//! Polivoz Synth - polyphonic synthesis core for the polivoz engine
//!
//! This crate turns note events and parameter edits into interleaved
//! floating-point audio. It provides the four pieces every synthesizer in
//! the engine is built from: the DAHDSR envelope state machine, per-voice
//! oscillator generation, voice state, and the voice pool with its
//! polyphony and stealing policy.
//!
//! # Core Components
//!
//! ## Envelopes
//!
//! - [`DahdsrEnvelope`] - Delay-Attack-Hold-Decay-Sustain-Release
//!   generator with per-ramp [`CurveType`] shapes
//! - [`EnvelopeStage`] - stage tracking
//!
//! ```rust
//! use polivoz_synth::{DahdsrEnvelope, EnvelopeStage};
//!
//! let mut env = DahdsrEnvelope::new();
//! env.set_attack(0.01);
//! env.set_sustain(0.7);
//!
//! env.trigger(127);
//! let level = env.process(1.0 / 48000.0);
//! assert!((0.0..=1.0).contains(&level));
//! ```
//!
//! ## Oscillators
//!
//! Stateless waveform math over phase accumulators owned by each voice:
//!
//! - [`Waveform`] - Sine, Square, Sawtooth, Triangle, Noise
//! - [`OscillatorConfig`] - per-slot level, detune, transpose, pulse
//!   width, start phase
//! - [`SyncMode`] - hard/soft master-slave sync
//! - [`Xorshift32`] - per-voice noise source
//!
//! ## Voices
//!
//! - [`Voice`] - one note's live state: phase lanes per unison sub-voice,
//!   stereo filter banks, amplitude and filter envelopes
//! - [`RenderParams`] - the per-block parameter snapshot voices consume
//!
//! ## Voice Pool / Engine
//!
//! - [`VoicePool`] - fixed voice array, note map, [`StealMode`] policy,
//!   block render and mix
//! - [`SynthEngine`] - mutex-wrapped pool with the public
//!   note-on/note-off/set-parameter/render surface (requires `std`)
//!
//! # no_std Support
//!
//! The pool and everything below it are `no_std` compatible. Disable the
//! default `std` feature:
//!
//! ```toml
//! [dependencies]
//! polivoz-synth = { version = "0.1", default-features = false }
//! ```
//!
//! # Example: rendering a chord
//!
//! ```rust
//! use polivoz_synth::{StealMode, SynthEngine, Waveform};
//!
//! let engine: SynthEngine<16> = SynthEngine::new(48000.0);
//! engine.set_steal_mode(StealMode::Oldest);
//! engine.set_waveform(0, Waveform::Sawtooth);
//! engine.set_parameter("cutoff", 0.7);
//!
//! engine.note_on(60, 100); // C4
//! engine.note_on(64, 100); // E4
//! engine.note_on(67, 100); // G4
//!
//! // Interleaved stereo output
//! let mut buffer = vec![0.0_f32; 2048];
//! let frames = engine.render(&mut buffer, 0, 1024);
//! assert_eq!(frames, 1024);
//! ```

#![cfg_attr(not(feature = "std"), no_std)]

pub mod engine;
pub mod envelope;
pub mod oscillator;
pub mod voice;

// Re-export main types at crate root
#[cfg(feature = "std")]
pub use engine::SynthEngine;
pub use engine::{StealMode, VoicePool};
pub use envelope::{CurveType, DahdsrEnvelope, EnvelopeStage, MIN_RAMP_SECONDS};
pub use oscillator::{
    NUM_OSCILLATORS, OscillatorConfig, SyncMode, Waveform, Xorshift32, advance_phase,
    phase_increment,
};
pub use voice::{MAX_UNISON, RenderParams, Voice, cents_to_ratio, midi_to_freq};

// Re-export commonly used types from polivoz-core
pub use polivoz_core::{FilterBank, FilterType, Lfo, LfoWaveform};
-------
Task instructions ▸ What should come out is the exact run of lines from the one holding "at crate root" through the end of the records above, and nothing besides.

Reply to the exercise ▸
// Re-export main types at crate root
#[cfg(feature = "std")]
pub use engine::SynthEngine;
pub use engine::{StealMode, VoicePool};
pub use envelope::{CurveType, DahdsrEnvelope, EnvelopeStage, MIN_RAMP_SECONDS};
pub use oscillator::{
    NUM_OSCILLATORS, OscillatorConfig, SyncMode, Waveform, Xorshift32, advance_phase,
    phase_increment,
};
pub use voice::{MAX_UNISON, RenderParams, Voice, cents_to_ratio, midi_to_freq};

// Re-export commonly used types from polivoz-core
pub use polivoz_core::{FilterBank, FilterType, Lfo, LfoWaveform};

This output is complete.